Looking at the records below, please work out how many lines contain the word "tests" and give the number alone.

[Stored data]
::::

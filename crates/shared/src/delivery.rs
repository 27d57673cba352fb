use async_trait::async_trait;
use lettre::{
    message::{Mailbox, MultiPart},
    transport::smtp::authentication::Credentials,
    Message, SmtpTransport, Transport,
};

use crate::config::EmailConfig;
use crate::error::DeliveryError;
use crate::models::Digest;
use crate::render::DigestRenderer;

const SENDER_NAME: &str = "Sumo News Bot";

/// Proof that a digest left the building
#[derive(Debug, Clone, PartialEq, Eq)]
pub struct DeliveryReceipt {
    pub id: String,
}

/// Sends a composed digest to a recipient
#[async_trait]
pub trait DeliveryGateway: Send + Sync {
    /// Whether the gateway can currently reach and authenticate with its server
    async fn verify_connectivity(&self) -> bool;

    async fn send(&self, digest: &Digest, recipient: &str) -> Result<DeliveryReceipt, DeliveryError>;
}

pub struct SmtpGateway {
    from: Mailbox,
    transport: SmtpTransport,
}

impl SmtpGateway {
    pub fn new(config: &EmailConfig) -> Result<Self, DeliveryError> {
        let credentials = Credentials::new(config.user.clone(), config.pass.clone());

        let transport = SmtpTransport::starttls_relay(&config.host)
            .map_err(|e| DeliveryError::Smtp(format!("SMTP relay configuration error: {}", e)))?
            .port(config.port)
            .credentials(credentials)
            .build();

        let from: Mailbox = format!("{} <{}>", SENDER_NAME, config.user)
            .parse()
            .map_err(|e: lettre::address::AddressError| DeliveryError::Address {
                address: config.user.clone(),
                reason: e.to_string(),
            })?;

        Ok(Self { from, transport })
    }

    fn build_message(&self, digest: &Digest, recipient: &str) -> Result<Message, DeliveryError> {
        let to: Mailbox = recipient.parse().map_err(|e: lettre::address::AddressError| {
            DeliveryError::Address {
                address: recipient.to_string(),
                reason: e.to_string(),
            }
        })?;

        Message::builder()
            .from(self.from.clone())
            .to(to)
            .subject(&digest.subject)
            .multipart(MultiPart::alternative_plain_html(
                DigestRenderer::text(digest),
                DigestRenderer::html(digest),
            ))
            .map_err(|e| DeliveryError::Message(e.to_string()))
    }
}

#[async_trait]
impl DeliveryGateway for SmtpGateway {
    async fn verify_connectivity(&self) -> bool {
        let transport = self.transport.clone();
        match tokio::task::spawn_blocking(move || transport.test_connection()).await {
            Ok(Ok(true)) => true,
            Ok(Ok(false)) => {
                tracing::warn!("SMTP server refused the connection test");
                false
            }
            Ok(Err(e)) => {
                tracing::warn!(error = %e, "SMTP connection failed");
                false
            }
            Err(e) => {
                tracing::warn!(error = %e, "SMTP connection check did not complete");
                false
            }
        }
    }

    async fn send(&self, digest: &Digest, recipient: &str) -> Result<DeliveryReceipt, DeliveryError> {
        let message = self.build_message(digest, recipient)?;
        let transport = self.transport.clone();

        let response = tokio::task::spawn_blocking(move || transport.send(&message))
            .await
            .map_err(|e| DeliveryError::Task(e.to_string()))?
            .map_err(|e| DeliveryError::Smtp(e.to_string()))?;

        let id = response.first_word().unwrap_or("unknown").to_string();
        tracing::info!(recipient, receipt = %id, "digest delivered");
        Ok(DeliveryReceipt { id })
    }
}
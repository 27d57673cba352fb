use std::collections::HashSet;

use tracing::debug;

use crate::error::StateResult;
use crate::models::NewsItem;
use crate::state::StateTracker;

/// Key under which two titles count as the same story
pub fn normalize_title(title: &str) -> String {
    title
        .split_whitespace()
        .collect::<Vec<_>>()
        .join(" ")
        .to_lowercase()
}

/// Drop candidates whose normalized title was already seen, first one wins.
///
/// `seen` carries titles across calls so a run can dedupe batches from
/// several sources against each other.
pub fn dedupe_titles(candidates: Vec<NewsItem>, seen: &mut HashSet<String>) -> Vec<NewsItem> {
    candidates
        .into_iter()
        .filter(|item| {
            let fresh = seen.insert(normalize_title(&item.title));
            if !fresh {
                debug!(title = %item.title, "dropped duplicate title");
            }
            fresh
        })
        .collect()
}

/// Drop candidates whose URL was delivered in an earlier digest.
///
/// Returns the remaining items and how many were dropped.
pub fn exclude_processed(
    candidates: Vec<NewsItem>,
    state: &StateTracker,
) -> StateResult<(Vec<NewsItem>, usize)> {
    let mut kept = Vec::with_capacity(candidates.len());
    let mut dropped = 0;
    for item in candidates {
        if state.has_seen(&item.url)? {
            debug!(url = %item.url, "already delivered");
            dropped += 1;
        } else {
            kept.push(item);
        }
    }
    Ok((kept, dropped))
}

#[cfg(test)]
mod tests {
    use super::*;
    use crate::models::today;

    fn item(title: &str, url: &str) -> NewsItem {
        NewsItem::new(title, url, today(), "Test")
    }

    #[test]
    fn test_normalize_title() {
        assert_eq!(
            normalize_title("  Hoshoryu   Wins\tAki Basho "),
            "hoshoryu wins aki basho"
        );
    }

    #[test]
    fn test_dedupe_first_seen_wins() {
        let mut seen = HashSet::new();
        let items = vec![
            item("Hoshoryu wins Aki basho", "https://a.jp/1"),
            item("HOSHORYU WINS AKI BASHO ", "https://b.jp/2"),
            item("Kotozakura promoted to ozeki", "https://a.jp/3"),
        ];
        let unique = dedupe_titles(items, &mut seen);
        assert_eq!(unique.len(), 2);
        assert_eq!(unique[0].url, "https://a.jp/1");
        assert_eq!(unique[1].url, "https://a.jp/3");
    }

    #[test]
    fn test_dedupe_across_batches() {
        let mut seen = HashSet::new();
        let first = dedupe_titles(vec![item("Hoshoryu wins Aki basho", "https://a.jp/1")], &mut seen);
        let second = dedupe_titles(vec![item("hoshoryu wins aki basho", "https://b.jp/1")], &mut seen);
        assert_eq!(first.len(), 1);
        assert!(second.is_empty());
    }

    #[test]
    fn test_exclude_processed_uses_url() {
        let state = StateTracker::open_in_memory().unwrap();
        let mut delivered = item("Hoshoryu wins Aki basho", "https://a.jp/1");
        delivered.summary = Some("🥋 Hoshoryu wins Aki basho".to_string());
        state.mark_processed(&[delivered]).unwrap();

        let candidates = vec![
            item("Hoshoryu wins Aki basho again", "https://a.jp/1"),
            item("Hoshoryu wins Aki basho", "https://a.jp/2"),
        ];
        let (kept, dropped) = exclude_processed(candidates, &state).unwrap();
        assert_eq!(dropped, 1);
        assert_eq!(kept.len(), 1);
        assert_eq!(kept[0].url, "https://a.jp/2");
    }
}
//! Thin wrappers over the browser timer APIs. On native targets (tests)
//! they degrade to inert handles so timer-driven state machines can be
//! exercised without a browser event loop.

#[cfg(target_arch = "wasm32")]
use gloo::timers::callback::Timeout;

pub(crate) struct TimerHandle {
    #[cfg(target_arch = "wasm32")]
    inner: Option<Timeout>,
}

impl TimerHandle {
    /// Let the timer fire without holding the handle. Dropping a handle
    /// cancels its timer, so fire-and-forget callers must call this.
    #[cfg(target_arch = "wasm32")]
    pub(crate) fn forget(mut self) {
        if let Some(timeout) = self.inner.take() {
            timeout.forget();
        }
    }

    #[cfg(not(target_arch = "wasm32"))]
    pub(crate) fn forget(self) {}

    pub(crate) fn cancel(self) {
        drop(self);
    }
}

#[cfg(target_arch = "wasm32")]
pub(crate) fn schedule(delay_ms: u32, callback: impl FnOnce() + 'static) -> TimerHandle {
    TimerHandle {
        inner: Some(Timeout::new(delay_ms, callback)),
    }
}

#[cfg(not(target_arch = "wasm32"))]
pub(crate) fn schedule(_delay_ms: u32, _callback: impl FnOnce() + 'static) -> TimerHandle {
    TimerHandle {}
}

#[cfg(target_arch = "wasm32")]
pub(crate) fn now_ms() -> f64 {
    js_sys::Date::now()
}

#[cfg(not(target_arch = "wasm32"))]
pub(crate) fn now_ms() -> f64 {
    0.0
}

::::

**Output for this exercise**: 2